While nobody can say for sure that Bush's policies were the reason the economy thrived like it did from 2002 on, I think we can certainly say his tax cuts aren't the cause of our current problem.

Usually--the way this game works is--you state which policies you disagree with and I refute your assertions.


----------



## chadn2000 (Aug 4, 2006)

I list only those two because I take it those are Audi's major disagreements. Feel free to voice others.


----------



## Pentheos (Jun 30, 2008)

To Bush's list of successes you could add preventing another terrorist attack on our soil. Now that's a legacy I can believe in.


----------



## chadn2000 (Aug 4, 2006)

That's exactly right. I think that is no doubt his biggest legacy.


----------



## Acct2000 (Sep 24, 2005)

I voted for McCain.

As for those who say that Bush's poor public speaking skills did not matter, public speaking is one of the most important things a president does. He was dreadful at that, and I while I'm sure he was at least an average college student, that says little, especially with his totally privileged background.

The Republicans should not have propped him up, and I hope that we don't get a lot of liberal nonsense that will take us back to the horrific economy of the Carter years that could have been avoided with even a reasonable attempt by the Republicans (who had their pass because of Monica Lewinsky) to put a qualified, truly educated and experienced person in that office.

I voted for McCain, because I see Obama as a liberal version of Bush, although at least Obama can speak well, although he can work a lot on the ers and uhs of yesterday's press conference, too.


----------



## chadn2000 (Aug 4, 2006)

Being a fluid orator is not all that important compared with actually conveying a message and connecting the dots so that Americans see why policy B confronts issue A.
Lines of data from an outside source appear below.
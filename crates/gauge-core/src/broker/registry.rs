//! Session registration files.
//!
//! One JSON file per session under `sessions/`, written atomically. Readers
//! are tolerant: a malformed registration reads back as "not registered"
//! rather than an error, since a session can always re-register on its next
//! invocation.

use std::fs;
use std::path::Path;

use crate::broker::errors::BrokerError;
use crate::broker::types::SessionRecord;
use gauge_paths::GaugePaths;

/// Persist a session registration, overwriting any prior one.
pub fn register_session(paths: &GaugePaths, record: &SessionRecord) -> Result<(), BrokerError> {
    let file = paths.session_file(&record.session_id);
    if let Some(parent) = file.parent() {
        fs::create_dir_all(parent).map_err(|e| BrokerError::SessionPersistFailed {
            session_id: record.session_id.clone(),
            source: e,
        })?;
    }

    let json = serde_json::to_string(record)?;
    let temp_file = temp_path(&file);

    if let Err(e) = fs::write(&temp_file, &json) {
        cleanup_temp_file(&temp_file, &e);
        return Err(BrokerError::SessionPersistFailed {
            session_id: record.session_id.clone(),
            source: e,
        });
    }
    if let Err(e) = fs::rename(&temp_file, &file) {
        cleanup_temp_file(&temp_file, &e);
        return Err(BrokerError::SessionPersistFailed {
            session_id: record.session_id.clone(),
            source: e,
        });
    }

    tracing::debug!(
        event = "core.broker.session_registered",
        session_id = %record.session_id,
        config_dir = %record.config_dir.display(),
    );
    Ok(())
}

/// Read back a registration. Missing or unparseable files yield `None`.
pub fn session(paths: &GaugePaths, session_id: &str) -> Option<SessionRecord> {
    let file = paths.session_file(session_id);
    let content = match fs::read_to_string(&file) {
        Ok(content) => content,
        Err(e) if e.kind() == std::io::ErrorKind::NotFound => return None,
        Err(e) => {
            tracing::warn!(
                event = "core.broker.session_read_error",
                session_id = %session_id,
                error = %e,
            );
            return None;
        }
    };

    match serde_json::from_str(&content) {
        Ok(record) => Some(record),
        Err(e) => {
            tracing::warn!(
                event = "core.broker.session_invalid_json",
                session_id = %session_id,
                file = %file.display(),
                error = %e,
                message = "Ignoring unparseable session registration"
            );
            None
        }
    }
}

fn temp_path(path: &Path) -> std::path::PathBuf {
    let mut temp = path.as_os_str().to_owned();
    temp.push(".tmp");
    std::path::PathBuf::from(temp)
}

fn cleanup_temp_file(temp_file: &Path, original_error: &std::io::Error) {
    if let Err(cleanup_err) = fs::remove_file(temp_file) {
        tracing::warn!(
            event = "core.broker.temp_file_cleanup_failed",
            temp_file = %temp_file.display(),
            original_error = %original_error,
            cleanup_error = %cleanup_err,
            message = "Failed to clean up temp file after write error"
        );
    }
}
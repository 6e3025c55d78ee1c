use unicode_width::UnicodeWidthStr;

use crate::color;

/// One row of the `gauge status` freshness table, pre-formatted as text.
pub struct FreshnessRow {
    pub category: String,
    pub status: String,
    pub age: String,
    pub cooldown: String,
    pub indicator: String,
}

pub struct TableFormatter {
    category_width: usize,
    status_width: usize,
    age_width: usize,
    cooldown_width: usize,
    indicator_width: usize,
}

impl TableFormatter {
    pub fn new(rows: &[FreshnessRow]) -> Self {
        // Minimum widths = header label lengths
        let mut category_width = "Category".len();
        let mut status_width = "Status".len();
        let mut age_width = "Age".len();
        let mut cooldown_width = "Cooldown".len();
        let mut indicator_width = "Indicator".len();

        for row in rows {
            category_width = category_width.max(display_width(&row.category));
            status_width = status_width.max(display_width(&row.status));
            age_width = age_width.max(display_width(&row.age));
            cooldown_width = cooldown_width.max(display_width(&row.cooldown));
            indicator_width = indicator_width.max(display_width(&row.indicator));
        }

        Self {
            category_width,
            status_width,
            age_width,
            cooldown_width,
            indicator_width,
        }
    }

    pub fn print_table(&self, rows: &[FreshnessRow]) {
        self.print_header();
        for row in rows {
            self.print_row(row);
        }
        self.print_footer();
    }

    fn print_header(&self) {
        println!("{}", self.top_border());
        println!("{}", self.header_row());
        println!("{}", self.separator());
    }

    fn print_footer(&self) {
        println!("{}", self.bottom_border());
    }

    fn print_row(&self, row: &FreshnessRow) {
        let sep = color::muted("│");
        println!(
            "{sep} {} {sep} {} {sep} {} {sep} {} {sep} {} {sep}",
            color::ice(&pad(&row.category, self.category_width)),
            color::freshness(&pad(&row.status, self.status_width)),
            color::muted(&pad(&row.age, self.age_width)),
            color::copper(&pad(&row.cooldown, self.cooldown_width)),
            pad(&row.indicator, self.indicator_width),
        );
    }

    fn top_border(&self) -> String {
        color::muted(&format!(
            "┌{}┬{}┬{}┬{}┬{}┐",
            "─".repeat(self.category_width + 2),
            "─".repeat(self.status_width + 2),
            "─".repeat(self.age_width + 2),
            "─".repeat(self.cooldown_width + 2),
            "─".repeat(self.indicator_width + 2),
        ))
    }

    fn header_row(&self) -> String {
        let sep = color::muted("│");
        format!(
            "{sep} {} {sep} {} {sep} {} {sep} {} {sep} {} {sep}",
            color::bold(&pad("Category", self.category_width)),
            color::bold(&pad("Status", self.status_width)),
            color::bold(&pad("Age", self.age_width)),
            color::bold(&pad("Cooldown", self.cooldown_width)),
            color::bold(&pad("Indicator", self.indicator_width)),
        )
    }

    fn separator(&self) -> String {
        color::muted(&format!(
            "├{}┼{}┼{}┼{}┼{}┤",
            "─".repeat(self.category_width + 2),
            "─".repeat(self.status_width + 2),
            "─".repeat(self.age_width + 2),
            "─".repeat(self.cooldown_width + 2),
            "─".repeat(self.indicator_width + 2),
        ))
    }

    fn bottom_border(&self) -> String {
        color::muted(&format!(
            "└{}┴{}┴{}┴{}┴{}┘",
            "─".repeat(self.category_width + 2),
            "─".repeat(self.status_width + 2),
            "─".repeat(self.age_width + 2),
            "─".repeat(self.cooldown_width + 2),
            "─".repeat(self.indicator_width + 2),
        ))
    }
}

/// Compute the terminal display width of a string.
///
/// Wide characters (CJK, emoji) count as 2 columns.
pub(crate) fn display_width(s: &str) -> usize {
    UnicodeWidthStr::width(s)
}

/// Pad a string to a minimum display width without truncating.
///
/// Uses Unicode display width to handle wide characters (CJK, emoji).
pub(crate) fn pad(s: &str, min_width: usize) -> String {
    let width = display_width(s);
    if width >= min_width {
        s.to_string()
    } else {
        format!("{}{}", s, " ".repeat(min_width - width))
    }
}
use clap::{Arg, Command};

/// Categories an operator can request by name.
const CATEGORY_NAMES: [&str; 9] = [
    "billing_oauth",
    "billing_ccusage",
    "quota_hotswap",
    "quota_subscription",
    "weekly_quota",
    "git_status",
    "transcript",
    "model",
    "context",
];

pub fn refresh_command() -> Command {
    Command::new("refresh")
        .about("Signal that fresh data is wanted (next cycle fetches eagerly)")
        .arg(
            Arg::new("category")
                .help("Category to refresh; all metered categories when omitted")
                .index(1)
                .value_parser(CATEGORY_NAMES),
        )
}

pub fn fetch_command() -> Command {
    Command::new("fetch")
        .about("Run one refresh cycle outside the render path")
        .arg(
            Arg::new("session")
                .long("session")
                .help("Registered session id to fetch for (defaults to a standalone session)")
                .value_name("ID"),
        )
}
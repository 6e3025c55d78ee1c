//! Persisted per-category fetch cooldowns.
//!
//! Every invocation is a fresh process, so cooldown state lives in a small
//! JSON file mapping category name to "suppressed until" (ms epoch), read on
//! load and rewritten atomically on every change.

use std::collections::BTreeMap;
use std::fs;
use std::path::{Path, PathBuf};

use crate::clock::now_ms;
use crate::freshness::errors::FreshnessError;
use crate::freshness::types::Category;
use gauge_paths::GaugePaths;

#[derive(Debug)]
pub struct CooldownStore {
    path: PathBuf,
    until: BTreeMap<Category, u64>,
}

impl CooldownStore {
    pub fn load(paths: &GaugePaths) -> Self {
        Self::load_from(paths.cooldowns_file())
    }

    /// Load cooldown state from an explicit path. Missing file means no
    /// cooldowns; malformed content is dropped with a warning, never an error.
    pub fn load_from(path: PathBuf) -> Self {
        let until = match fs::read_to_string(&path) {
            Ok(content) => match serde_json::from_str::<BTreeMap<Category, u64>>(&content) {
                Ok(until) => until,
                Err(e) => {
                    tracing::warn!(
                        event = "core.freshness.cooldowns_invalid_json",
                        file = %path.display(),
                        error = %e,
                        message = "Failed to parse cooldown state, starting empty"
                    );
                    BTreeMap::new()
                }
            },
            Err(e) if e.kind() == std::io::ErrorKind::NotFound => BTreeMap::new(),
            Err(e) => {
                tracing::warn!(
                    event = "core.freshness.cooldowns_read_error",
                    file = %path.display(),
                    error = %e,
                    message = "Failed to read cooldown state, starting empty"
                );
                BTreeMap::new()
            }
        };
        Self { path, until }
    }

    /// Whether a failure cooldown is currently suppressing fetches.
    pub fn cooldown_active_at(&self, now_ms: u64, category: Category) -> bool {
        match self.until.get(&category) {
            Some(until) => now_ms < *until,
            None => false,
        }
    }

    pub fn cooldown_active(&self, category: Category) -> bool {
        self.cooldown_active_at(now_ms(), category)
    }

    /// False only while a cooldown is active; zero-cooldown categories are
    /// always refetchable.
    pub fn should_refetch_at(&self, now_ms: u64, category: Category) -> bool {
        !self.cooldown_active_at(now_ms, category)
    }

    pub fn should_refetch(&self, category: Category) -> bool {
        self.should_refetch_at(now_ms(), category)
    }

    /// Time left on an active cooldown, for the status view.
    pub fn remaining_ms_at(&self, now_ms: u64, category: Category) -> Option<u64> {
        self.until
            .get(&category)
            .and_then(|until| until.checked_sub(now_ms))
            .filter(|remaining| *remaining > 0)
    }

    /// Record a fetch outcome. Failure arms the category's cooldown; success
    /// clears it. Changes persist immediately.
    pub fn record_fetch_at(
        &mut self,
        now_ms: u64,
        category: Category,
        success: bool,
    ) -> Result<(), FreshnessError> {
        let config = category.config();
        let changed = if success {
            self.until.remove(&category).is_some()
        } else if config.cooldown_ms > 0 {
            self.until.insert(category, now_ms + config.cooldown_ms);
            true
        } else {
            false
        };

        if changed {
            self.save()?;
            tracing::debug!(
                event = "core.freshness.cooldown_recorded",
                category = %category,
                success = success,
            );
        }
        Ok(())
    }

    pub fn record_fetch(&mut self, category: Category, success: bool) -> Result<(), FreshnessError> {
        self.record_fetch_at(now_ms(), category, success)
    }

    fn save(&self) -> Result<(), FreshnessError> {
        if let Some(parent) = self.path.parent() {
            fs::create_dir_all(parent).map_err(|e| FreshnessError::PersistFailed {
                path: self.path.clone(),
                source: e,
            })?;
        }

        let json = serde_json::to_string(&self.until)?;
        let temp_file = temp_path(&self.path);

        if let Err(e) = fs::write(&temp_file, &json) {
            cleanup_temp_file(&temp_file, &e);
            return Err(FreshnessError::PersistFailed {
                path: self.path.clone(),
                source: e,
            });
        }
        if let Err(e) = fs::rename(&temp_file, &self.path) {
            cleanup_temp_file(&temp_file, &e);
            return Err(FreshnessError::PersistFailed {
                path: self.path.clone(),
                source: e,
            });
        }
        Ok(())
    }
}

fn temp_path(path: &Path) -> PathBuf {
    let mut temp = path.as_os_str().to_owned();
    temp.push(".tmp");
    PathBuf::from(temp)
}

fn cleanup_temp_file(temp_file: &Path, original_error: &std::io::Error) {
    if let Err(cleanup_err) = fs::remove_file(temp_file) {
        tracing::warn!(
            event = "core.freshness.temp_file_cleanup_failed",
            temp_file = %temp_file.display(),
            original_error = %original_error,
            cleanup_error = %cleanup_err,
            message = "Failed to clean up temp file after write error"
        );
    }
}
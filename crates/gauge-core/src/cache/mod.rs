//! Shared data cache: one versioned JSON document for all fetched sources.

pub mod errors;
pub mod store;
pub mod types;

pub use errors::CacheError;
pub use store::CacheStore;
pub use types::{
    BillingData, CACHE_VERSION, CacheDocument, CacheEntry, ContextData, GitData, HotswapData,
    ModelData, OauthData, QuotaData, SourceData, WeeklyData,
};
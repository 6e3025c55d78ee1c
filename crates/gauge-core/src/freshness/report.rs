//! Freshness report over a set of category timestamps.

use std::collections::BTreeMap;

use serde::Serialize;

use crate::clock::now_ms;
use crate::freshness::classifier::{age_at, indicator_at, status_at};
use crate::freshness::types::{Category, Freshness};

/// Snapshot of per-category freshness, for the `status` view.
#[derive(Debug, Clone, Serialize)]
#[serde(rename_all = "camelCase")]
pub struct FreshnessReport {
    pub generated_at: u64,
    pub fields: BTreeMap<String, FieldReport>,
}

#[derive(Debug, Clone, Serialize)]
#[serde(rename_all = "camelCase")]
pub struct FieldReport {
    pub status: Freshness,
    /// Milliseconds; absent when the value was never fetched.
    pub age_ms: Option<u64>,
    pub indicator: String,
}

/// Build a report from `(category name, timestamp)` pairs.
///
/// Names that are not in the fixed category set are silently skipped, so
/// callers can feed in whatever keys their cache happens to hold.
pub fn report_at<'a, I>(now_ms: u64, timestamps: I) -> FreshnessReport
where
    I: IntoIterator<Item = (&'a str, Option<u64>)>,
{
    let mut fields = BTreeMap::new();
    for (name, timestamp) in timestamps {
        let Some(category) = Category::parse(name) else {
            continue;
        };
        fields.insert(
            category.as_str().to_string(),
            FieldReport {
                status: status_at(now_ms, timestamp, category),
                age_ms: age_at(now_ms, timestamp).as_millis(),
                indicator: indicator_at(now_ms, timestamp, category).glyph().to_string(),
            },
        );
    }
    FreshnessReport {
        generated_at: now_ms,
        fields,
    }
}

pub fn report<'a, I>(timestamps: I) -> FreshnessReport
where
    I: IntoIterator<Item = (&'a str, Option<u64>)>,
{
    report_at(now_ms(), timestamps)
}

#[cfg(test)]
mod tests {
    use super::*;

    const NOW: u64 = 1_700_000_000_000;

    #[test]
    fn test_report_classifies_each_category() {
        let report = report_at(
            NOW,
            [
                ("git_status", Some(NOW - 1_000)),
                ("billing_oauth", Some(NOW - 700_000)),
                ("model", None),
            ],
        );

        assert_eq!(report.generated_at, NOW);
        assert_eq!(report.fields.len(), 3);
        assert_eq!(report.fields["git_status"].status, Freshness::Fresh);
        assert_eq!(report.fields["git_status"].age_ms, Some(1_000));
        assert_eq!(report.fields["billing_oauth"].status, Freshness::Critical);
        assert_eq!(report.fields["billing_oauth"].indicator, "🔺");
        assert_eq!(report.fields["model"].status, Freshness::Unknown);
        assert_eq!(report.fields["model"].age_ms, None);
    }

    #[test]
    fn test_report_skips_unknown_categories() {
        let report = report_at(
            NOW,
            [("not_a_category", Some(NOW)), ("context", Some(NOW - 500))],
        );
        assert_eq!(report.fields.len(), 1);
        assert!(report.fields.contains_key("context"));
    }

    #[test]
    fn test_report_empty_input() {
        let report = report_at(NOW, []);
        assert!(report.fields.is_empty());
    }

    #[test]
    fn test_report_serializes_camel_case() {
        let report = report_at(NOW, [("context", Some(NOW - 500))]);
        let json = serde_json::to_value(&report).unwrap();
        assert!(json.get("generatedAt").is_some());
        assert!(json["fields"]["context"].get("ageMs").is_some());
    }
}
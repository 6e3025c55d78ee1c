use clap::{Arg, ArgAction, Command};

pub fn status_command() -> Command {
    Command::new("status")
        .about("Show per-category freshness of the shared cache")
        .arg(
            Arg::new("json")
                .long("json")
                .help("Output in JSON format")
                .action(ArgAction::SetTrue),
        )
}

pub fn events_command() -> Command {
    Command::new("events")
        .about("Show recent account failover events")
        .arg(
            Arg::new("limit")
                .long("limit")
                .short('n')
                .help("Maximum number of events to show")
                .value_name("N")
                .value_parser(clap::value_parser!(usize))
                .default_value("10"),
        )
        .arg(
            Arg::new("json")
                .long("json")
                .help("Output in JSON format")
                .action(ArgAction::SetTrue),
        )
}
use std::path::{Path, PathBuf};

#[derive(Debug, thiserror::Error)]
pub enum PathError {
    #[error("home directory not found — set $HOME environment variable")]
    HomeNotFound,
    #[error("failed to create directory {path}: {source}")]
    CreateFailed {
        path: PathBuf,
        #[source]
        source: std::io::Error,
    },
}

/// Centralized path construction for the `~/.gauge/` directory layout.
///
/// Single source of truth for every path under `~/.gauge/`. Use `resolve()` in
/// production code and `from_dir()` in tests.
#[derive(Debug, Clone)]
pub struct GaugePaths {
    gauge_dir: PathBuf,
}

impl GaugePaths {
    /// Resolve paths from the user's home directory (`~/.gauge`).
    pub fn resolve() -> Result<Self, PathError> {
        let home = dirs::home_dir().ok_or(PathError::HomeNotFound)?;
        Ok(Self {
            gauge_dir: home.join(".gauge"),
        })
    }

    /// Create paths from an explicit base directory. Use in tests and for
    /// the `[paths] base_dir` config override.
    pub fn from_dir(gauge_dir: PathBuf) -> Self {
        Self { gauge_dir }
    }

    /// The base `~/.gauge` directory.
    pub fn gauge_dir(&self) -> &Path {
        &self.gauge_dir
    }

    /// Create the subdirectories state files are written into.
    ///
    /// Idempotent; every writer calls this before its first write since any
    /// invocation may be the first ever on this machine.
    pub fn ensure_dirs(&self) -> Result<(), PathError> {
        for dir in [
            self.cache_dir(),
            self.state_dir(),
            self.refresh_dir(),
            self.sessions_dir(),
            self.locks_dir(),
            self.logs_dir(),
        ] {
            std::fs::create_dir_all(&dir).map_err(|e| PathError::CreateFailed {
                path: dir.clone(),
                source: e,
            })?;
        }
        Ok(())
    }

    // --- Top-level subdirectories ---

    pub fn cache_dir(&self) -> PathBuf {
        self.gauge_dir.join("cache")
    }

    pub fn state_dir(&self) -> PathBuf {
        self.gauge_dir.join("state")
    }

    pub fn refresh_dir(&self) -> PathBuf {
        self.gauge_dir.join("refresh")
    }

    pub fn sessions_dir(&self) -> PathBuf {
        self.gauge_dir.join("sessions")
    }

    pub fn locks_dir(&self) -> PathBuf {
        self.gauge_dir.join("locks")
    }

    pub fn logs_dir(&self) -> PathBuf {
        self.gauge_dir.join("logs")
    }

    // --- Top-level files ---

    pub fn user_config(&self) -> PathBuf {
        self.gauge_dir.join("config.toml")
    }

    pub fn cache_file(&self) -> PathBuf {
        self.cache_dir().join("data.json")
    }

    pub fn cooldowns_file(&self) -> PathBuf {
        self.state_dir().join("cooldowns.json")
    }

    pub fn log_file(&self) -> PathBuf {
        self.logs_dir().join("gauge.log")
    }

    // --- Parameterized paths ---

    pub fn intent_marker(&self, category: &str) -> PathBuf {
        self.refresh_dir().join(format!("{category}.refresh"))
    }

    pub fn session_file(&self, session_id: &str) -> PathBuf {
        let safe_id = session_id.replace('/', "_");
        self.sessions_dir().join(format!("{safe_id}.json"))
    }

    pub fn lock_file(&self, name: &str) -> PathBuf {
        let safe_name = name.replace('/', "-");
        self.locks_dir().join(format!("{safe_name}.lock"))
    }

    // --- Static helpers (no self) ---

    /// Project-level config: `<project_root>/.gauge/config.toml`.
    pub fn project_config(project_root: &Path) -> PathBuf {
        project_root.join(".gauge").join("config.toml")
    }

    /// Default assistant config directory (`~/.claude`), used for sessions
    /// that never registered an explicit one.
    pub fn default_assistant_config_dir() -> Result<PathBuf, PathError> {
        let home = dirs::home_dir().ok_or(PathError::HomeNotFound)?;
        Ok(home.join(".claude"))
    }

    /// Default hotswap state file written by the external account switcher.
    pub fn default_hotswap_state() -> Result<PathBuf, PathError> {
        Ok(Self::default_assistant_config_dir()?
            .join("hotswap")
            .join("state.json"))
    }

    /// Default hotswap failover event log (append-only JSONL).
    pub fn default_hotswap_events() -> Result<PathBuf, PathError> {
        Ok(Self::default_assistant_config_dir()?
            .join("hotswap")
            .join("events.jsonl"))
    }
}
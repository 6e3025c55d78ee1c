//! Freshness classification and cooldown bookkeeping.
//!
//! Decides, per category, whether cached data is still trustworthy and
//! whether a failed fetch is allowed to retry yet.

pub mod classifier;
pub mod cooldown;
pub mod errors;
pub mod report;
pub mod types;

pub use classifier::{
    IndicatorContext, age_at, age_of, context_aware_indicator, context_aware_indicator_at,
    indicator, indicator_at, is_billing_fresh, is_billing_fresh_at, is_fresh, is_fresh_at, status,
    status_at,
};
pub use cooldown::CooldownStore;
pub use errors::FreshnessError;
pub use report::{FieldReport, FreshnessReport, report, report_at};
pub use types::{
    Age, Category, CategoryConfig, Freshness, INTENT_BROKEN_MS, INTENT_IN_FLIGHT_MS, Indicator,
};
It's not that big a deal if somebody has some ers and uhs and occassionally misspeaks or uses the wrong word. It's definitely nice to hear somebody who speaks eloquently, but it doesn't make or break one's ability to get a message across.


----------



## Acct2000 (Sep 24, 2005)

If done too clumsily, it makes the listener question whether the speaker really understands his subject.


----------



## Cruiser (Jul 21, 2006)

forsbergacct2000 said:


> As for those who say that Bush's poor public speaking skills did not matter, public speaking is one of the most important things a president does.


I wasn't meaning to say that public speaking skills aren't important, only that this doesn't serve as an accurate measurement of a person's intelligence. Public speaking is simply a skill set that not everyone has, at least to the same degree of competence.

I also agree that skilled public speaking is desirable in a President, at least to a point. After all, Hitler could work a crowd with the best of them and perhaps the world would have been a better place if he had not had that skill.

But having said that, a successful leader generally needs to have the ability to inspire the people, especially during tough times. Churchill may be a good example of a somewhat ordinary politician who inspired a nation, indeed the world, with his oratory. The inspiration he provided was worth far more than his nuts and bolts governmental skills.

Cruiser


----------



## chatsworth osborne jr. (Feb 2, 2008)

*Except for those first few*



Pentheos said:


> To Bush's list of successes you could add preventing *another* terrorist attack on our soil.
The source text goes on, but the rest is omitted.